*** Opening of RECORD EXCERPTS ***

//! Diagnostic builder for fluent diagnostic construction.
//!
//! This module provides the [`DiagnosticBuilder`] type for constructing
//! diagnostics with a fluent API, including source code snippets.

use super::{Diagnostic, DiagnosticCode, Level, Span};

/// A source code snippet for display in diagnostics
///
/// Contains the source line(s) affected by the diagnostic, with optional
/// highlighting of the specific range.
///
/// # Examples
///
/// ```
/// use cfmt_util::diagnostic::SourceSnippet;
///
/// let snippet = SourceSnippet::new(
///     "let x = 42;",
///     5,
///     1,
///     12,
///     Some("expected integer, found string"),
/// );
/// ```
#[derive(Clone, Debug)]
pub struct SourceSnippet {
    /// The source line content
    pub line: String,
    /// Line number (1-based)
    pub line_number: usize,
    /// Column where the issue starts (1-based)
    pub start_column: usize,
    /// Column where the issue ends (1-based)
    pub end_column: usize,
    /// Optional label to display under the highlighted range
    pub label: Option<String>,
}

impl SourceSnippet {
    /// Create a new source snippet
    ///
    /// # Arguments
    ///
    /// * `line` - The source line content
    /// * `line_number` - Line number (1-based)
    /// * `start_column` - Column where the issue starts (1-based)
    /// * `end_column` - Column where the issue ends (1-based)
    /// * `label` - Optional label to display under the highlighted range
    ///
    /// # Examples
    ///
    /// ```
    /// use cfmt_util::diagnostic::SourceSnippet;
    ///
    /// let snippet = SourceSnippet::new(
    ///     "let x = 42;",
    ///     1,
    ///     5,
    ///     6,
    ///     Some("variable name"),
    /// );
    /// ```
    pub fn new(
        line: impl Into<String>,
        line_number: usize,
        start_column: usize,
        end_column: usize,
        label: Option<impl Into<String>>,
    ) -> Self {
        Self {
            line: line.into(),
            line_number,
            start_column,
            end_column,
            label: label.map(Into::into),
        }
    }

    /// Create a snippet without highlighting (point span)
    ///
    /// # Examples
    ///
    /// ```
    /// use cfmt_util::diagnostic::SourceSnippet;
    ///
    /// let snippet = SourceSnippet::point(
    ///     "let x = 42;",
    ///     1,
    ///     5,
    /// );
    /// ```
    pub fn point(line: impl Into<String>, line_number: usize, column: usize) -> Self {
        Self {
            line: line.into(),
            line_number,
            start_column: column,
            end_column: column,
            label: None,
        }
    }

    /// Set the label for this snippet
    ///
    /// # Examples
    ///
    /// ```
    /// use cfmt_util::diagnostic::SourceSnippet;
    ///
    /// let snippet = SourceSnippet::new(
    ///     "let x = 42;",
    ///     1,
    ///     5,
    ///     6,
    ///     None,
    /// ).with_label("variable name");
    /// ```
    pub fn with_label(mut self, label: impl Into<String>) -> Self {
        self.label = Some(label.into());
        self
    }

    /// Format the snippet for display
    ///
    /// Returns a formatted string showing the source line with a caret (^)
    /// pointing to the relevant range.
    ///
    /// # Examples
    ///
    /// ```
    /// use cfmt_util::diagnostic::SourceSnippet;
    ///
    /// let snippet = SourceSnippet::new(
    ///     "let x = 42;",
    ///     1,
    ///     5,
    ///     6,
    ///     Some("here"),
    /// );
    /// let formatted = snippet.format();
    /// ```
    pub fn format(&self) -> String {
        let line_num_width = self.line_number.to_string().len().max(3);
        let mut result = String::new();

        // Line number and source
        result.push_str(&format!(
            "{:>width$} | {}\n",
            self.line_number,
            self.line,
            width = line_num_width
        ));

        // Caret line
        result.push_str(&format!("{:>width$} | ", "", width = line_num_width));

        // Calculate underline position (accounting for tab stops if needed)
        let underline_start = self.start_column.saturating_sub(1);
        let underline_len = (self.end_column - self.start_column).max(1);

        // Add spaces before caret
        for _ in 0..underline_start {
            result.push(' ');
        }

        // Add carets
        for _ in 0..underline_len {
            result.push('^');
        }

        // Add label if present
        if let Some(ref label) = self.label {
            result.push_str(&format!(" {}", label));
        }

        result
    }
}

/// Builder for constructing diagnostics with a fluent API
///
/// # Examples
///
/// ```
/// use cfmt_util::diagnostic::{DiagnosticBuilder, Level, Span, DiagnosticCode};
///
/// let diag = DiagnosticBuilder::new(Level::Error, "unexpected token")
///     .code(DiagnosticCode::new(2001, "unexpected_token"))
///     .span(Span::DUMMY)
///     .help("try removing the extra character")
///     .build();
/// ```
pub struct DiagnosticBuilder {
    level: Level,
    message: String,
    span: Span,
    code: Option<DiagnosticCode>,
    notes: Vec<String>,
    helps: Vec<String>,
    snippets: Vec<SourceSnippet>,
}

*** Close of RECORD EXCERPTS ***
*** Opening of RECORD EXCERPTS ***

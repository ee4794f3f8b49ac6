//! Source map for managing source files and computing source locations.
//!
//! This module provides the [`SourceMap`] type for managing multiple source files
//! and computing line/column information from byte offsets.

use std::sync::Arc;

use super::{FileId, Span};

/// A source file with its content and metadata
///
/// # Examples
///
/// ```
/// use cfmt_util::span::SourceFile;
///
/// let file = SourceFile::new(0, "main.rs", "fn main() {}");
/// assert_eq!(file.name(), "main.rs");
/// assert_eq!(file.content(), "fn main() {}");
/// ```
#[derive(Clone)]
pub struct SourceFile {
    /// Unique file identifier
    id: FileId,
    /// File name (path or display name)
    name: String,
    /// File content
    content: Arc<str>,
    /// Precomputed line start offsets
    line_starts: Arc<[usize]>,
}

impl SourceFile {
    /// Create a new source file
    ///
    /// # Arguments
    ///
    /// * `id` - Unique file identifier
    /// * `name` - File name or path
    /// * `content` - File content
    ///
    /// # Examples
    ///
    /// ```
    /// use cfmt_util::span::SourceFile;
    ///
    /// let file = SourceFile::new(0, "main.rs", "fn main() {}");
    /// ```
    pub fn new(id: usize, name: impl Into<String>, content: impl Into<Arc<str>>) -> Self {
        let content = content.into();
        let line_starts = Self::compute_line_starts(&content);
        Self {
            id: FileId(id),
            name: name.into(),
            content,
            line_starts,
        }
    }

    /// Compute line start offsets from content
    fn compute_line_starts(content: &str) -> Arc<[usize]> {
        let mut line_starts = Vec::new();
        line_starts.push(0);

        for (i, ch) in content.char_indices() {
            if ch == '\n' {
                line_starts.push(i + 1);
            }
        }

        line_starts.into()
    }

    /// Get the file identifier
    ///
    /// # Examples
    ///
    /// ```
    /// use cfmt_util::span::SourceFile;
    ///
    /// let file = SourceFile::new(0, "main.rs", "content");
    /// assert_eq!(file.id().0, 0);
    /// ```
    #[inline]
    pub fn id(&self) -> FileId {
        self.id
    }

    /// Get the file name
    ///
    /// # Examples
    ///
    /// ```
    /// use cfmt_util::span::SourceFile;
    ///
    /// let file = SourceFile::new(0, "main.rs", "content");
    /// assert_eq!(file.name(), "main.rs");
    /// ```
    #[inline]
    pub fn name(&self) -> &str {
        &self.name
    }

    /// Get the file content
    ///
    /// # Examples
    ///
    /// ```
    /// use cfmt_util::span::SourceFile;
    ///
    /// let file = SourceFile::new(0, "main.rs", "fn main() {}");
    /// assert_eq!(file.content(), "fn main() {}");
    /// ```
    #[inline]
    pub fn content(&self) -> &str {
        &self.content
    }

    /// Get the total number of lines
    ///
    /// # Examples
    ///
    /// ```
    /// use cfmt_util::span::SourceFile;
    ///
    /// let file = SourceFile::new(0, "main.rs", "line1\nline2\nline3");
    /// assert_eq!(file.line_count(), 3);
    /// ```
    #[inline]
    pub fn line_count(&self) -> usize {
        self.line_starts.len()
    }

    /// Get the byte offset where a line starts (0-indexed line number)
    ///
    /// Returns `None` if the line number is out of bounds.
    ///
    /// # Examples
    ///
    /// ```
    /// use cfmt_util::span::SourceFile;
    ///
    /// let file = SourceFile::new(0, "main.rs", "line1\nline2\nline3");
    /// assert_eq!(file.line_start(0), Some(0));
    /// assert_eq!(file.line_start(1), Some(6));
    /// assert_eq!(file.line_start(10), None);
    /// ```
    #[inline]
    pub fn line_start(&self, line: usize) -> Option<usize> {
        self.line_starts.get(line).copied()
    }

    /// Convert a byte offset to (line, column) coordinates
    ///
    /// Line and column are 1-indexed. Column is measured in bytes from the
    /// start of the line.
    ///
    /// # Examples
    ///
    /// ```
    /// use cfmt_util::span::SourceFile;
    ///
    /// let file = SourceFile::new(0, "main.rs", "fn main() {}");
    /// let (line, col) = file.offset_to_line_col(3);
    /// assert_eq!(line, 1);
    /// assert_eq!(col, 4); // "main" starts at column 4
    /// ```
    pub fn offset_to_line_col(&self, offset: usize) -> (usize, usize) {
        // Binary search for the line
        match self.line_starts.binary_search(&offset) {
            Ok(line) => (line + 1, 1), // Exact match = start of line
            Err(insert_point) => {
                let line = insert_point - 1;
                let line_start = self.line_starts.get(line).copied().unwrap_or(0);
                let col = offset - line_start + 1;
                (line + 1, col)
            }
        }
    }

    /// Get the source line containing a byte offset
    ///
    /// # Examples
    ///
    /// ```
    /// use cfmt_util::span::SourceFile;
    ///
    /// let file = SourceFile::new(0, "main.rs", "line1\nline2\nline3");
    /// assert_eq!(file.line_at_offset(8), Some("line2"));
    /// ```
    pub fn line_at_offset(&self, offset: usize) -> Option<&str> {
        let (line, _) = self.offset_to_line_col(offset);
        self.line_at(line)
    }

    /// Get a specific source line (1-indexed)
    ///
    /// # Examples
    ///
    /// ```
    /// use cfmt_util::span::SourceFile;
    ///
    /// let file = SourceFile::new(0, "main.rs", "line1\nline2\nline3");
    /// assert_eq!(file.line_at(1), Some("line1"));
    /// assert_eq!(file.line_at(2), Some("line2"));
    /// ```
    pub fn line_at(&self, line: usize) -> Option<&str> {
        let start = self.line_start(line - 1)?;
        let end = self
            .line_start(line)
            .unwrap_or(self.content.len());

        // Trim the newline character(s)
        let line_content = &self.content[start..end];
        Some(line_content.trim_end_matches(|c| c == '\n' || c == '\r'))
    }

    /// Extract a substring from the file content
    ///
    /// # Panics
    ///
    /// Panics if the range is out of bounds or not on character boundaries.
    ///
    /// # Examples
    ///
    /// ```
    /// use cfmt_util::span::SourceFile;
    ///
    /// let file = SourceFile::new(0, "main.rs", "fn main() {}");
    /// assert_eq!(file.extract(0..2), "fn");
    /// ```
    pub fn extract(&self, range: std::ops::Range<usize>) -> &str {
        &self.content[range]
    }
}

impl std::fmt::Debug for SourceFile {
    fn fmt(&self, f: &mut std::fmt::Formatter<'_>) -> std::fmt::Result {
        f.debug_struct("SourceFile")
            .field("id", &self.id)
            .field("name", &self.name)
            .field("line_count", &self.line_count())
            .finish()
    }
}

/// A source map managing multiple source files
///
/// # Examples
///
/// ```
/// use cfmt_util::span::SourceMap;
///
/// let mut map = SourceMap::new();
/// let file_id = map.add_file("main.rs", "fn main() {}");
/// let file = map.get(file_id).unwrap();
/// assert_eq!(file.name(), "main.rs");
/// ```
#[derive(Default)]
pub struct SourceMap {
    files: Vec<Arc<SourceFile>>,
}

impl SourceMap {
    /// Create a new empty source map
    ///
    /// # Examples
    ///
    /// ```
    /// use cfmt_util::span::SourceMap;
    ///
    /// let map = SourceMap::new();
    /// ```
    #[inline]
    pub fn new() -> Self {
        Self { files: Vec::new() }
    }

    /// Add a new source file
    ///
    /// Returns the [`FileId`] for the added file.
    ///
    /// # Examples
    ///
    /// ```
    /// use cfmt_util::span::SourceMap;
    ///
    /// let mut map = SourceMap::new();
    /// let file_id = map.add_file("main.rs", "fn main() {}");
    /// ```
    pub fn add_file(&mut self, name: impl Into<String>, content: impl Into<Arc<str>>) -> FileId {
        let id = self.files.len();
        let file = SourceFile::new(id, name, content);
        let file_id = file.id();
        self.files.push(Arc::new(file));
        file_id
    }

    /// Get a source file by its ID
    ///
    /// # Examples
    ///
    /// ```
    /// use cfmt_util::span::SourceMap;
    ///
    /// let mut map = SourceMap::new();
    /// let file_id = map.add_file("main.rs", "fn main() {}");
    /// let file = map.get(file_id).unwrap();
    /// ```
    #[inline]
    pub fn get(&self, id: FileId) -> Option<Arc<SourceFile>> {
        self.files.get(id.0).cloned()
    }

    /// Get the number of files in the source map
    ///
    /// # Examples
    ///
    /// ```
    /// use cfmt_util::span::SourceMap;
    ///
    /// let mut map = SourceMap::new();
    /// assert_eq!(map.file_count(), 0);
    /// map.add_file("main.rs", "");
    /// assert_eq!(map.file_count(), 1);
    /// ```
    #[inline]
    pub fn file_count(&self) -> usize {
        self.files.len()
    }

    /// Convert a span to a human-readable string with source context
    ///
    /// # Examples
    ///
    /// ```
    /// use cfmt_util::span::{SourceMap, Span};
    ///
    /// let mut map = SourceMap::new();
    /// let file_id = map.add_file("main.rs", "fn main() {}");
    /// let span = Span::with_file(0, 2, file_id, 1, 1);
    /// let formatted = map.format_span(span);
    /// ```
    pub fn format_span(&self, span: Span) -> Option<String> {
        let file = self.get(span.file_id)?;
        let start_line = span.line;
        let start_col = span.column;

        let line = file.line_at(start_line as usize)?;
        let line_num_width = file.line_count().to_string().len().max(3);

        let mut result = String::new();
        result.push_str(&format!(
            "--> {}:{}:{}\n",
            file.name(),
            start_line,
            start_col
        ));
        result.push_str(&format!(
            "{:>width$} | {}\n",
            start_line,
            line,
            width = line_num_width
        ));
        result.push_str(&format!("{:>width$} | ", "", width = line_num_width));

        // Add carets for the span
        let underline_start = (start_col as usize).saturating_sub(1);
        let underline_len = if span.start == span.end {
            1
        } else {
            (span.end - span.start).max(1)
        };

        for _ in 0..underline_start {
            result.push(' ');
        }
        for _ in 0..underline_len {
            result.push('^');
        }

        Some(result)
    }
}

*** Close of RECORD EXCERPTS ***

Your answer should consist only of the lines above between the line holding "- Unique file identifier" and the line holding "offsets from content", inclusive, each transcribed exactly.

▶ [ANSWER FOR THE TASK]:
    /// * `id` - Unique file identifier
    /// * `name` - File name or path
    /// * `content` - File content
    ///
    /// # Examples
    ///
    /// ```
    /// use cfmt_util::span::SourceFile;
    ///
    /// let file = SourceFile::new(0, "main.rs", "fn main() {}");
    /// ```
    pub fn new(id: usize, name: impl Into<String>, content: impl Into<Arc<str>>) -> Self {
        let content = content.into();
        let line_starts = Self::compute_line_starts(&content);
        Self {
            id: FileId(id),
            name: name.into(),
            content,
            line_starts,
        }
    }

    /// Compute line start offsets from content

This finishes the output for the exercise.